В чем же был секрет того, что окружающие люди слушались его и верили ему, как собственной совести?
Такие вопросы смутно возникали в Сережиной голове, и хотя он не мог дать на них ответа, он все больше привязывался к Сене и незаметно для себя подражал ему во всем.
XIV
Под вечер четвертого дня стачки Сережа и Филя оказались в районе железнодорожной станции.
— Глянь, Серега, а ведь нам отсюда не выйти! — тревожно сказал Филя, увидев вдруг, что весь район станции оцеплен японцами.
Сережа тоже увидел японцев и обратил внимание на то, что, кроме них двоих, никого уже не было на улице.
— Пойдем-ка обратно, у свояка на чердаке пересидим. Оттуда и станцию видать, — заторопился Филя — и вдруг, схватив Сережу за руку, потащил его за собой в ближайшую калитку.
— Ты что? Что? — испуганно спрашивал Сережа.
— Беляки едут!
Невысокий редкий заборчик отделял их от улицы, — спрятаться было уже некуда, — и оба, замерши, смотрели, как слева по улице приближается к ним группа офицеров на лошадях, сопровождаемая казаками.
Офицеры, весело переговариваясь, поравнялись с калиткой.
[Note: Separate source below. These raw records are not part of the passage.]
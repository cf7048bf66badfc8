use assert_cmd::Command;
use predicates::prelude::*;
use std::fs;
use tempfile::TempDir;

/// Command running in `dir` with HOME pointed at it, so no user config leaks in
fn cc_manager(dir: &TempDir) -> Command {
    let mut cmd = Command::new(assert_cmd::cargo::cargo_bin!("cc-manager"));
    cmd.current_dir(dir.path())
        .env("HOME", dir.path())
        .env_remove("CC_MANAGER_CLAUDE_DIR")
        .env_remove("CC_MANAGER_PLUGINS_DIR")
        .env_remove("CC_MANAGER_NO_LOCK")
        .env_remove("CC_MANAGER_LOG");
    cmd
}

#[test]
fn test_help_output() {
    let dir = TempDir::new().unwrap();
    cc_manager(&dir)
        .arg("--help")
        .assert()
        .success()
        .stdout(predicate::str::contains(
            "Manage Claude Code configuration through composable plugins",
        ))
        .stdout(predicate::str::contains("enable"));
}

#[test]
fn test_list_without_plugins_dir() {
    let dir = TempDir::new().unwrap();
    cc_manager(&dir)
        .arg("list")
        .assert()
        .success()
        .stdout(predicate::str::contains("No plugins found."));
}

#[test]
fn test_plugin_lifecycle() {
    let dir = TempDir::new().unwrap();

    cc_manager(&dir)
        .args(["add", "foo"])
        .assert()
        .success()
        .stdout(predicate::str::contains("Plugin \"foo\" created"));
    assert!(dir.path().join(".claude/plugins/foo/settings.json").exists());

    cc_manager(&dir)
        .args(["enable", "foo"])
        .assert()
        .success()
        .stdout(predicate::str::contains("enabled successfully"));

    cc_manager(&dir)
        .arg("list")
        .assert()
        .success()
        .stdout(predicate::str::contains("- foo (enabled)"));

    let doc = fs::read_to_string(dir.path().join(".claude/CLAUDE.md")).unwrap();
    assert!(doc.starts_with("<!-- BEGIN PLUGIN: foo -->\n# foo"));

    // Guard: cannot remove while enabled
    cc_manager(&dir)
        .args(["remove", "foo"])
        .assert()
        .code(1)
        .stderr(predicate::str::contains("disable \"foo\" first"));
    assert!(dir.path().join(".claude/plugins/foo").is_dir());

    cc_manager(&dir)
        .args(["disable", "foo"])
        .assert()
        .success()
        .stdout(predicate::str::contains("disabled successfully"));

    cc_manager(&dir).args(["remove", "foo"]).assert().success();
    assert!(!dir.path().join(".claude/plugins/foo").exists());
}

#[test]
fn test_soft_no_ops_exit_zero() {
    let dir = TempDir::new().unwrap();
    cc_manager(&dir).args(["add", "foo"]).assert().success();
    cc_manager(&dir).args(["enable", "foo"]).assert().success();

    cc_manager(&dir)
        .args(["enable", "foo"])
        .assert()
        .success()
        .stdout(predicate::str::contains("already enabled"));

    cc_manager(&dir).args(["disable", "foo"]).assert().success();
    cc_manager(&dir)
        .args(["disable", "foo"])
        .assert()
        .success()
        .stdout(predicate::str::contains("is not enabled"));
}

#[test]
fn test_hard_errors_exit_one() {
    let dir = TempDir::new().unwrap();

    cc_manager(&dir)
        .args(["enable", "missing"])
        .assert()
        .code(1)
        .stderr(predicate::str::contains("Plugin \"missing\" not found."));
    assert!(!dir.path().join(".claude").exists());

    cc_manager(&dir)
        .args(["remove", "missing"])
        .assert()
        .code(1);

    cc_manager(&dir).args(["add", "foo"]).assert().success();
    cc_manager(&dir)
        .args(["add", "foo"])
        .assert()
        .code(1)
        .stderr(predicate::str::contains("already exists"));
}

#[test]
fn test_disable_missing_directory_is_tolerated() {
    let dir = TempDir::new().unwrap();
    cc_manager(&dir).args(["add", "foo"]).assert().success();
    cc_manager(&dir).args(["enable", "foo"]).assert().success();
    fs::remove_dir_all(dir.path().join(".claude/plugins/foo")).unwrap();

    cc_manager(&dir)
        .args(["disable", "foo"])
        .assert()
        .success()
        .stdout(predicate::str::contains("disabled successfully"));

    let state = fs::read_to_string(dir.path().join(".claude/cc-manager.state.json")).unwrap();
    assert!(!state.contains("foo"));
}

#[test]
fn test_list_commands_shows_linked_resources() {
    let dir = TempDir::new().unwrap();
    cc_manager(&dir).args(["add", "tools"]).assert().success();
    fs::write(
        dir.path().join(".claude/plugins/tools/commands/review.md"),
        "Review the diff",
    )
    .unwrap();
    cc_manager(&dir).args(["enable", "tools"]).assert().success();

    cc_manager(&dir)
        .args(["list", "commands"])
        .assert()
        .success()
        .stdout(predicate::str::contains("- /review [Project]"));
}

#[test]
fn test_project_dir_flag() {
    let dir = TempDir::new().unwrap();
    let project = dir.path().join("project");
    fs::create_dir_all(&project).unwrap();

    cc_manager(&dir)
        .args(["add", "foo", "--project-dir"])
        .arg(&project)
        .assert()
        .success();
    assert!(project.join(".claude/plugins/foo").is_dir());
}

#[test]
fn test_command_files_add_and_remove() {
    let dir = TempDir::new().unwrap();
    let file = dir.path().join(".claude/commands/review.md");

    cc_manager(&dir)
        .args(["command", "add", "review", "-p", "Review the staged diff."])
        .assert()
        .success()
        .stdout(predicate::str::contains("Created command:"));
    assert_eq!(
        fs::read_to_string(&file).unwrap(),
        "---\ndescription: A custom command for review\n---\n\nReview the staged diff.\n"
    );

    cc_manager(&dir)
        .args(["command", "add", "review"])
        .assert()
        .code(1)
        .stderr(predicate::str::contains("Command \"review\" already exists."));

    cc_manager(&dir)
        .args(["list", "commands"])
        .assert()
        .success()
        .stdout(predicate::str::contains("- /review [Project]"));

    cc_manager(&dir)
        .args(["command", "remove", "review"])
        .assert()
        .success()
        .stdout(predicate::str::contains("Removed command:"));
    assert!(!file.exists());

    cc_manager(&dir)
        .args(["command", "remove", "review"])
        .assert()
        .code(1)
        .stderr(predicate::str::contains("not found at"));
}

#[test]
fn test_agent_file_survives_enable_and_disable() {
    let dir = TempDir::new().unwrap();
    cc_manager(&dir)
        .args(["agent", "add", "code-reviewer"])
        .assert()
        .success();
    cc_manager(&dir).args(["add", "foo"]).assert().success();
    cc_manager(&dir).args(["enable", "foo"]).assert().success();
    cc_manager(&dir).args(["disable", "foo"]).assert().success();

    let agent = fs::read_to_string(dir.path().join(".claude/agents/code-reviewer.md")).unwrap();
    assert!(agent.contains("description: A custom agent for code reviewer"));
}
Сережа взглянул на молча едущего впереди на мохнатом гнедом жеребце худощавого стройного офицера с холеным и сильным по выражению загорелым лицом и вдруг узнал в нем того молодого человека, которого он несколько раз видел у Лены, последний раз — в день своего отъезда к отцу. Сережа знал, что фамилия этого человека Ланговой, и несколько раз слышал эту фамилию на руднике, но никогда не связывал их в одно. А теперь он узнал его, и сердце Сережи пронзилось до боли ощущением невозможной, преступной, порочащей Лену близости ее к этому человеку, близости, мгновенно протянувшейся из прошлого в сегодняшний день.